My rather morbid fascination with these numbers is due in part to the fact that I am a person with Parkinson’s. In addition, my cholesterol has been on a roller coaster ride for decades, thanks to my other fascination with fried food and the subsequent guilt of consuming this fat-filled fare.

Researchers estimate that more than a million people are diagnosed with cancer every year. About 565,000 lose their lives to that dread disease annually. In comparison, heart disease is responsible for 600,000 deaths annually while PD accounts for 14,500 deaths yearly. I am not cavalier about these numbers. A family member, friend or acquaintance is behind each case.

Put in perspective, these three diseases take more lives each year than died in battle in the Civil War and World Wars I and II combined. The cost in terms of productivity lost each year for these three maladies approaches $1 trillion (that’s with a “t”).

The battle against these diseases is waged on two fronts. First, organizations searching for cures compete for public and private funds. NIH is “the largest source of funding for medical research in the world.” Funds from the NIH distributed last year were as follows: $5 billion dollars for cancer, $3 billion for heart disease and $1.2 billion for PD.

The irony of this funding is that the No. 1 killer (heart disease) receives less than that apportioned for cancer.

The second front is clinical trials. The primary factor for people dealing with these maladies is hope — hope that a cure, or at least an improved quality of life, will occur. Clinical trials provide the best opportunity to find effective medications and treatments. Although many clinical trials are underway in the U.S., some of them end before they begin because not enough people volunteer for these studies. The Parkinson’s Disease Foundation reports that about 1 percent of people with Parkinson's take part in clinical trials.

The purpose of a clinical research trial is to find better ways to prevent, detect or treat a disease or to improve care. Volunteers answer specific health questions, or take a medication that is being tested, or try a new therapy. In some trials — blind studies — a placebo is given to some of the participants. Tests with a placebo can be the fastest and surest way to show the effectiveness of a medication or therapy.

Clinical trials are conducted according to a plan called a protocol. The requirements of participants, schedules, safety procedures, the drug or therapy being tested, the dosage of medication and length of study are all identified in the protocol.

It takes thousands of volunteers, 10 to 15 years and an extraordinary amount of capital to bring a new drug or treatment to market. The process begins with clinical trials.

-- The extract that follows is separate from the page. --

pub mod colors;
pub mod logging;
pub mod print;
pub mod reporter;
pub mod spinner;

There are four phases to most clinical trials. The first phase involves 15 to 30 people and evaluates the safety of a new drug, determines the dosage and identifies side effects. The second phase involves up to 100 people and its purpose is to determine effectiveness and to further evaluate safety. The third phase involves from 100 to thousands of people. At this point researchers confirm effectiveness, compare the treatment to others on the market and collect more information on the safety of the drug. The fourth phase involves several hundred to several thousand people. At this point scientists develop risk/benefit information and optimal use.

My purpose in writing this article is to get people involved, either in clinical trials or by financially supporting research. Many primary care physicians are familiar with clinical trials in the area. Most hospitals have a clinical research director. Many organizations (Parkinson’s Disease Foundation, the American Heart Association and the American Cancer Society, among others) provide information on clinical trials.

April is National Parkinson’s Awareness month. Whether you have Parkinson’s or not, please get involved.

G. Gordon Guist is a resident of Camden.